**Exercise description**
Where does the string "HashMap" occur in the entries below? Copy every line where it does.

==== Working data ====

impl Unpin for NovaEvents {}
impl Stream for NovaEvents {
  type Item = NovaEvent;

  fn poll_next(
    self: Pin<&mut Self>,
    _: &mut Context<'_>,
  ) -> Poll<Option<Self::Item>> {
    if let Some(event) = self.queue.lock().unwrap().pop_front() {
      return Poll::Ready(Some(event));
    }
    Poll::Pending
  }
}

/// A block still being voted on, together with the vote state
/// deciding among its children.
struct TreeNode<B: Block> {
  /// The block body. The sentinel node standing for the last
  /// accepted block carries none.
  block: Option<B>,
  parent: Option<Id>,
  height: u64,
  children: IndexSet<Id>,
  cut: Cut,
  should_falter: bool,
  added_at: Instant,
}

struct TreeState<B: Block> {
  nodes: HashMap<Id, TreeNode<B>>,
  last_accepted_id: Id,
  last_accepted_height: u64,
  last_accepted_time: DateTime<Utc>,
  preference: Id,
  preferred_ids: HashSet<Id>,
  preferred_heights: HashMap<u64, Id>,
}

struct NovaMetrics {
  processing: Gauge,
  accepted: Counter,
  rejected: Counter,
  polls_successful: Counter,
  polls_failed: Counter,
}

#[derive(Default)]
struct KahnNode {
  in_degree: usize,
  votes: Bag<Id>,
}

/// The linear chain consensus engine.
///
/// Pending blocks form a tree rooted in the last accepted block.
/// Polls push votes transitively from voted blocks towards that
/// root, every block on the way runs its own threshold state
/// machine over its children, and once the machine at the root
/// finalizes, the preferred child is accepted and every competing
/// branch is rejected.
pub struct Nova<B: Block> {
  params: Parameters,
  acceptor: Arc<dyn Acceptor>,
  state: RwLock<TreeState<B>>,
  events: Arc<Mutex<VecDeque<NovaEvent>>>,
  metrics: NovaMetrics,
}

====

**Solution to the exercise**
  nodes: HashMap<Id, TreeNode<B>>,
  preferred_heights: HashMap<u64, Id>,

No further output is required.